[INSTRUCTIONS FOR THE TASK] Copy, exactly and without additions, every line in the records below from the one holding "F: Fn(usize, usize, usize) -> T +" through the one holding "exiting the scope", both ends included.
================================
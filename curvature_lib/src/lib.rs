//! Derived volumes for transfer function driven volume rendering.
//!
//! A scalar [`Volume`](volumetric::Volume) is turned into a
//! [`GradientVolume`](volumetric::GradientVolume) and a
//! [`CurvatureVolume`](volumetric::CurvatureVolume) once, at load time.
//! Renderers then resample the derived volumes per ray step.

pub mod color;
pub mod common;
mod error;
pub mod histogram;
pub mod test_helpers;
pub mod transfer_functions;
pub mod volumetric;

pub use error::{Result, VolumeError};
pub use volumetric::{CurvatureVolume, GradientVolume, InterpolationMode, LinearVolume, Volume};

/// Builds the curvature volume of `volume` with `workers` construction threads.
pub fn curvature_of<V>(volume: &V, workers: usize) -> Result<CurvatureVolume>
where
    V: Volume + Sync,
{
    let options = volumetric::DerivativeOptions::builder()
        .worker_count(workers)
        .build()?;
    Ok(CurvatureVolume::with_options(volume, &options))
}
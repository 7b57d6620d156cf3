//! RGBA colors used by transfer functions and histogram images.
//! Channels are in range <0;1>.

use nalgebra::{vector, Vector4};

pub type RGBA = Vector4<f32>;

pub fn new(r: f32, g: f32, b: f32, a: f32) -> RGBA {
    vector![r, g, b, a]
}

pub fn zero() -> RGBA {
    vector![0.0, 0.0, 0.0, 0.0]
}

pub fn mono(v: f32, opacity: f32) -> RGBA {
    vector![v, v, v, opacity]
}

/// Same color, opacity multiplied by `factor`.
pub fn fade(color: RGBA, factor: f32) -> RGBA {
    vector![color.x, color.y, color.z, color.w * factor]
}
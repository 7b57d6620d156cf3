//! Argument parsing and validation
//! Uses library `clap`

use clap::{Arg, Command};

// up to 32bit value
pub fn is_positive_number(num: &str) -> Result<(), String> {
    let n = num.parse::<u32>();
    match n {
        Ok(n) => {
            if n > 0 {
                Ok(())
            } else {
                Err("Number must be greater than 0".into())
            }
        }
        Err(_) => Err("Number required".into()),
    }
}

pub fn can_fit_u8(num: &str) -> Result<(), String> {
    let n = num.parse::<u8>();
    match n {
        Ok(_) => Ok(()),
        Err(_) => Err("Number does not fit in range <0;255>".into()),
    }
}

// any finite float, probes may lie outside the volume
pub fn is_float_number(num: &str) -> Result<(), String> {
    let n = num.parse::<f32>();
    match n {
        Ok(n) if n.is_finite() => Ok(()),
        Ok(_) => Err("Number must be finite".into()),
        Err(_) => Err("Number required".into()),
    }
}

pub const GENERATOR_NAMES: &[&str] = &["solid", "ramp", "sphere", "shapes"];
pub const INTERPOLATION_NAMES: &[&str] = &["nearest", "linear", "cubic"];

pub fn get_command<'a>() -> Command<'a> {
    Command::new("Vol-probe")
        .version("0.1.0")
        .about("Builds gradient and curvature volumes of a synthetic volume and reports on them")
        .arg(
            Arg::new("dims")
                .help("Dimensions of volume")
                .long("dims")
                .short('d')
                .required(true)
                .number_of_values(3)
                .value_names(&["X", "Y", "Z"])
                .use_value_delimiter(true)
                .require_value_delimiter(true)
                .require_equals(true)
                .validator(is_positive_number),
        )
        .arg(
            Arg::new("generator")
                .help("Type of generator")
                .long("generator")
                .short('g')
                .required(true)
                .requires_ifs(&[
                    ("solid", "sample"), // if solid is set, require option sample
                    ("shapes", "n-of-shapes"),
                    ("shapes", "sample"),
                    ("shapes", "object-size"),
                ])
                .takes_value(true)
                .value_name("NAME")
                .possible_values(GENERATOR_NAMES),
        )
        .arg(
            Arg::new("interpolation")
                .help("Interpolation used for probes")
                .long("interpolation")
                .short('i')
                .default_value("nearest")
                .value_name("MODE")
                .possible_values(INTERPOLATION_NAMES),
        )
        .arg(
            Arg::new("threads")
                .help("Construction threads, leave out to use all cores")
                .long("threads")
                .short('t')
                .value_name("N")
                .validator(is_positive_number),
        )
        .arg(
            Arg::new("seed")
                .help("Seed for RNG, leave out for random seed")
                .long("seed")
                .value_name("SEED")
                .validator(is_positive_number),
        )
        .arg(
            Arg::new("sample")
                .help("Value of generated object")
                .long("sample")
                .value_name("BYTE")
                .validator(|s| is_positive_number(s).and(can_fit_u8(s))),
        )
        .arg(
            Arg::new("object-size")
                .help("Size of individual generated objects")
                .long("object-size")
                .value_name("SIDE")
                .validator(is_positive_number),
        )
        .arg(
            Arg::new("n-of-shapes")
                .help("Number of shapes generated in volume")
                .long("n-of-shapes")
                .value_name("N")
                .validator(is_positive_number),
        )
        .arg(
            Arg::new("probe")
                .help("Coordinate to sample, can be repeated")
                .long("probe")
                .short('p')
                .multiple_occurrences(true)
                .number_of_values(3)
                .value_names(&["X", "Y", "Z"])
                .use_value_delimiter(true)
                .require_value_delimiter(true)
                .require_equals(true)
                .allow_hyphen_values(true)
                .validator(is_float_number),
        )
        .arg(
            Arg::new("histogram")
                .help("Print intensity / curvature histogram of given resolution")
                .long("histogram")
                .number_of_values(2)
                .value_names(&["W", "H"])
                .use_value_delimiter(true)
                .require_value_delimiter(true)
                .require_equals(true)
                .validator(is_positive_number),
        )
}

#[cfg(test)]
mod test {

    use super::*;

    #[test]
    fn validators() {
        assert!(is_positive_number("12").is_ok());
        assert!(is_positive_number("0").is_err());
        assert!(is_positive_number("-3").is_err());
        assert!(can_fit_u8("255").is_ok());
        assert!(can_fit_u8("256").is_err());
        assert!(is_float_number("-1.5").is_ok());
        assert!(is_float_number("inf").is_err());
        assert!(is_float_number("x").is_err());
    }

    #[test]
    fn command_is_valid() {
        get_command().debug_assert();
    }
}
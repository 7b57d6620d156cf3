use nalgebra::{Point3, Vector3};

use crate::{common::ValueRange, Result, VolumeError};

use super::{grid::VoxelGrid, InterpolationMode, Volume};

/// Scalar volume with samples stored linearly in memory (x fastest).
pub struct LinearVolume {
    grid: VoxelGrid<f32>,
}

impl std::fmt::Debug for LinearVolume {
    fn fmt(&self, f: &mut std::fmt::Formatter<'_>) -> std::fmt::Result {
        f.debug_struct("Volume")
            .field("size", &self.grid.size())
            .field("data len ", &self.grid.as_slice().len())
            .finish()
    }
}

impl LinearVolume {
    /// `data` must hold exactly `size.x * size.y * size.z` samples.
    pub fn new(size: Vector3<usize>, data: Vec<f32>) -> Result<LinearVolume> {
        if size.iter().any(|&dim| dim == 0) {
            return Err(VolumeError::EmptyVolume);
        }
        let grid = VoxelGrid::from_vec(size, data)?;

        log::debug!("New linear volume, size {size:?}");

        Ok(LinearVolume { grid })
    }

    /// Volume from raw byte samples.
    pub fn from_bytes(size: Vector3<usize>, data: &[u8]) -> Result<LinearVolume> {
        let data = data.iter().map(|&val| val.into()).collect();
        LinearVolume::new(size, data)
    }

    /// Volume where sample at `(x, y, z)` is `f(x, y, z)`.
    pub fn from_fn<F>(size: Vector3<usize>, f: F) -> Result<LinearVolume>
    where
        F: Fn(usize, usize, usize) -> f32,
    {
        let mut data = Vec::with_capacity(size.product());
        for z in 0..size.z {
            for y in 0..size.y {
                for x in 0..size.x {
                    data.push(f(x, y, z));
                }
            }
        }
        LinearVolume::new(size, data)
    }

    pub fn data(&self) -> &[f32] {
        self.grid.as_slice()
    }

    /// Sample with an explicit mode, same bounds as the derived volumes.
    pub fn sample_with(&self, pos: Point3<f32>, mode: InterpolationMode) -> f32 {
        self.grid.sample(pos, mode)
    }

    /// Lowest and highest intensity.
    pub fn value_range(&self) -> ValueRange {
        ValueRange::from_samples(self.grid.as_slice().iter().copied())
    }
}

impl Volume for LinearVolume {
    fn get_size(&self) -> Vector3<usize> {
        self.grid.size()
    }

    fn get_data(&self, x: usize, y: usize, z: usize) -> Option<f32> {
        self.grid.get_checked(x, y, z)
    }

    fn get_voxel(&self, x: usize, y: usize, z: usize) -> f32 {
        self.grid.get(x, y, z)
    }

    fn sample_at(&self, pos: Point3<f32>) -> f32 {
        self.grid.trilinear(pos)
    }

    fn get_name(&self) -> &str {
        "LinearVolume"
    }
}
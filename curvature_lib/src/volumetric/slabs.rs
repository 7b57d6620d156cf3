//! Parallel construction of derived grids.
//!
//! The output buffer is split into slabs of whole z slices, one slab per worker.
//! Slabs do not overlap, so workers write without any locking.
//! Inputs are shared immutably.

use std::panic;

use nalgebra::Vector3;

use crate::common::ValueRange;

use super::grid::flat_index;

/// Writes `compute(x, y, z)` into every interior voxel of `data`.
/// Border voxels (first and last index on any axis) keep their value.
///
/// Returns range of `measure` over *all* voxels of `data`, border included.
pub(crate) fn fill_interior<T, F, M>(
    size: Vector3<usize>,
    data: &mut [T],
    workers: usize,
    compute: F,
    measure: M,
) -> ValueRange
where
    T: Send,
    F: Fn(usize, usize, usize) -> T + Sync,
    M: Fn(&T) -> f32 + Sync,
{
    debug_assert_eq!(data.len(), size.product());

    if data.is_empty() {
        return ValueRange::empty();
    }

    let workers = workers.clamp(1, size.z);
    let slab_depth = (size.z + workers - 1) / workers;
    let slab_len = slab_depth * size.x * size.y;

    if workers == 1 {
        return fill_slab(size, data, 0, &compute, &measure);
    }

    let compute = &compute;
    let measure = &measure;

    // Scope assures threads will be joined before exiting the scope
    let partials = crossbeam::scope(|s| {
        let handles: Vec<_> = data
            .chunks_mut(slab_len)
            .enumerate()
            .map(|(id, slab)| {
                s.spawn(move |_| fill_slab(size, slab, id * slab_depth, compute, measure))
            })
            .collect();

        handles
            .into_iter()
            .map(|handle| handle.join())
            .collect::<Vec<_>>()
    });

    let partials = match partials {
        Ok(p) => p,
        Err(payload) => panic::resume_unwind(payload),
    };

    partials
        .into_iter()
        .fold(ValueRange::empty(), |acc, partial| match partial {
            Ok(range) => acc.merge(&range),
            Err(payload) => panic::resume_unwind(payload),
        })
}

// slab starts at slice `z_start`
fn fill_slab<T, F, M>(
    size: Vector3<usize>,
    slab: &mut [T],
    z_start: usize,
    compute: &F,
    measure: &M,
) -> ValueRange
where
    F: Fn(usize, usize, usize) -> T,
    M: Fn(&T) -> f32,
{
    let slice_len = size.x * size.y;
    let mut range = ValueRange::empty();

    for (offset, slice) in slab.chunks_mut(slice_len).enumerate() {
        let z = z_start + offset;

        if z >= 1 && z + 1 < size.z {
            for y in 1..size.y.saturating_sub(1) {
                for x in 1..size.x.saturating_sub(1) {
                    slice[flat_index(&size, x, y, 0)] = compute(x, y, z);
                }
            }
        }

        for voxel in slice.iter() {
            range.extend(measure(voxel));
        }
    }

    range
}

#[cfg(test)]
mod test {

    use nalgebra::vector;

    use super::*;

    fn encode(x: usize, y: usize, z: usize) -> f32 {
        (x + 10 * y + 100 * z) as f32
    }

    #[test]
    fn border_untouched() {
        let size = vector![4, 3, 5];
        let mut data = vec![-1.0f32; size.product()];

        fill_interior(size, &mut data, 1, encode, |v| *v);

        for z in 0..size.z {
            for y in 0..size.y {
                for x in 0..size.x {
                    let v = data[flat_index(&size, x, y, z)];
                    let interior = (1..size.x - 1).contains(&x)
                        && (1..size.y - 1).contains(&y)
                        && (1..size.z - 1).contains(&z);
                    if interior {
                        assert_eq!(v, encode(x, y, z));
                    } else {
                        assert_eq!(v, -1.0);
                    }
                }
            }
        }
    }

    #[test]
    fn workers_agree() {
        let size = vector![6, 5, 11];
        let mut single = vec![0.0f32; size.product()];
        let range_single = fill_interior(size, &mut single, 1, encode, |v| *v);

        for workers in [2, 3, 4, 11, 64] {
            let mut multi = vec![0.0f32; size.product()];
            let range_multi = fill_interior(size, &mut multi, workers, encode, |v| *v);

            assert_eq!(single, multi, "{workers} workers");
            assert_eq!(range_single, range_multi, "{workers} workers");
        }
    }

    #[test]
    fn range_covers_border() {
        let size = vector![3, 3, 3];
        let mut data = vec![0.0f32; size.product()];

        let range = fill_interior(size, &mut data, 2, |_, _, _| 5.0, |v| *v);

        assert_eq!(range.low, 0.0);
        assert_eq!(range.high, 5.0);
    }

    #[test]
    fn empty_and_thin_grids() {
        let mut empty: Vec<f32> = vec![];
        assert!(fill_interior(vector![0, 4, 4], &mut empty, 4, encode, |v| *v).is_empty());

        // no interior at all
        let size = vector![2, 8, 8];
        let mut thin = vec![1.0f32; size.product()];
        let range = fill_interior(size, &mut thin, 4, encode, |v| *v);
        assert!(thin.iter().all(|&v| v == 1.0));
        assert_eq!(range, ValueRange::seed(1.0));
    }

    #[test]
    #[should_panic(expected = "worker failure")]
    fn worker_panic_propagates() {
        let size = vector![4, 4, 8];
        let mut data = vec![0.0f32; size.product()];
        fill_interior(
            size,
            &mut data,
            4,
            |_, _, z| {
                if z == 6 {
                    panic!("worker failure");
                }
                0.0
            },
            |v| *v,
        );
    }
}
================================
[RESPONSE AREA]
    F: Fn(usize, usize, usize) -> T + Sync,
    M: Fn(&T) -> f32 + Sync,
{
    debug_assert_eq!(data.len(), size.product());

    if data.is_empty() {
        return ValueRange::empty();
    }

    let workers = workers.clamp(1, size.z);
    let slab_depth = (size.z + workers - 1) / workers;
    let slab_len = slab_depth * size.x * size.y;

    if workers == 1 {
        return fill_slab(size, data, 0, &compute, &measure);
    }

    let compute = &compute;
    let measure = &measure;

    // Scope assures threads will be joined before exiting the scope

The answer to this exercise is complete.